◆ Your assignment ◆
Determine which lines of the records include the word "matches", and copy them.

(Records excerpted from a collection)
--- START ---

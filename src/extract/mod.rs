//! Turning raw PDF-text or OCR output of a roll into candidate records.

pub mod fields;
pub mod labels;
pub mod numerals;
pub mod page;
pub mod record;
pub mod voter_id;

pub use page::{ColumnLayout, PageParser, ParseReport};
pub use record::BoothLocation;
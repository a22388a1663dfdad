//! Combining extraction passes and hand corrections into one record set.

pub mod correction;
pub mod enrich;
pub mod merge;
#[cfg(test)]
mod tests;

pub use correction::{Correction, CorrectionReport, apply_corrections, parse_batch};
pub use enrich::{EnrichReport, enrich_genders};
pub use merge::{MergeReport, SourceList, merge_sources};
use super::numerals::to_arabic;

const PREFIX_LETTERS: usize = 3;
const ID_DIGITS: usize = 7;

/// Characters that OCR returns in the digit zone of an ID in place of the
/// digit they resemble.
const DIGIT_FOR_LETTER: &[(char, char)] = &[
    ('O', '0'),
    ('D', '0'),
    ('Q', '0'),
    ('I', '1'),
    ('L', '1'),
    ('Z', '2'),
    ('S', '5'),
    ('G', '6'),
    ('T', '7'),
    ('B', '8'),
];

/// Digits that OCR returns in the letter prefix in place of the letter they
/// resemble.
const LETTER_FOR_DIGIT: &[(char, char)] = &[
    ('0', 'O'),
    ('1', 'I'),
    ('2', 'Z'),
    ('4', 'A'),
    ('5', 'S'),
    ('6', 'G'),
    ('8', 'B'),
];

#[derive(Debug, Clone, PartialEq, Eq)]
pub enum VoterIdCheck {
    /// Matched the grammar after cleanup alone.
    Valid(String),
    /// Matched only after the confusion table was applied.
    Repaired { id: String, cleaned: String },
    /// No match; carries the cleaned token so callers can keep it.
    Invalid(String),
}

impl VoterIdCheck {
    pub fn id(&self) -> Option<&str> {
        match self {
            Self::Valid(id) | Self::Repaired { id, .. } => Some(id),
            Self::Invalid(_) => None,
        }
    }

    /// The value to store: the normalized ID, or the cleaned raw token.
    pub fn into_stored(self) -> String {
        match self {
            Self::Valid(id) | Self::Repaired { id, .. } => id,
            Self::Invalid(raw) => raw,
        }
    }
}

/// `^[A-Z]{3}[A-B]?\d{7}$`
pub fn is_valid(candidate: &str) -> bool {
    let bytes = candidate.as_bytes();
    let prefix_len = match bytes.len() {
        10 => PREFIX_LETTERS,
        11 => PREFIX_LETTERS + 1,
        _ => return false,
    };

    bytes[..PREFIX_LETTERS].iter().all(u8::is_ascii_uppercase)
        && (prefix_len == PREFIX_LETTERS || matches!(bytes[PREFIX_LETTERS], b'A' | b'B'))
        && bytes[prefix_len..].iter().all(u8::is_ascii_digit)
        && bytes.len() - prefix_len == ID_DIGITS
}

pub fn normalize(raw: &str) -> VoterIdCheck {
    let cleaned = clean(raw);
    if is_valid(&cleaned) {
        return VoterIdCheck::Valid(cleaned);
    }

    if !zones_interleaved(&cleaned) {
        return VoterIdCheck::Invalid(cleaned);
    }

    match repair(&cleaned) {
        Some(id) => VoterIdCheck::Repaired { id, cleaned },
        None => VoterIdCheck::Invalid(cleaned),
    }
}

pub fn normalize_id(raw: &str) -> Option<String> {
    normalize(raw).id().map(str::to_string)
}

fn clean(raw: &str) -> String {
    to_arabic(raw)
        .chars()
        .filter(|character| {
            !character.is_whitespace() && !matches!(character, '-' | '–' | '—' | '|' | '.' | '_')
        })
        .collect::<String>()
        .to_ascii_uppercase()
}

/// A token that is already `letters then digits` is never repaired: a wrong
/// digit count there is a real rejection, not an OCR confusion.
fn zones_interleaved(cleaned: &str) -> bool {
    let letters = cleaned
        .chars()
        .take_while(|character| character.is_ascii_alphabetic())
        .count();
    !cleaned
        .chars()
        .skip(letters)
        .all(|character| character.is_ascii_digit())
}

fn repair(cleaned: &str) -> Option<String> {
    let characters = cleaned.chars().collect::<Vec<char>>();
    let prefix_len = match characters.len() {
        10 => PREFIX_LETTERS,
        11 => PREFIX_LETTERS + 1,
        _ => return None,
    };

    let mut repaired = String::with_capacity(characters.len());
    for (index, character) in characters.iter().copied().enumerate() {
        let fixed = if index < prefix_len {
            lookup(LETTER_FOR_DIGIT, character)
        } else {
            lookup(DIGIT_FOR_LETTER, character)
        };
        repaired.push(fixed);
    }

    if is_valid(&repaired) {
        Some(repaired)
    } else {
        None
    }
}

fn lookup(table: &[(char, char)], character: char) -> char {
    table
        .iter()
        .find(|(from, _)| *from == character)
        .map(|(_, to)| *to)
        .unwrap_or(character)
}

--- END ---

◆ Result for this task ◆
        && (prefix_len == PREFIX_LETTERS || matches!(bytes[PREFIX_LETTERS], b'A' | b'B'))
            !character.is_whitespace() && !matches!(character, '-' | '–' | '—' | '|' | '.' | '_')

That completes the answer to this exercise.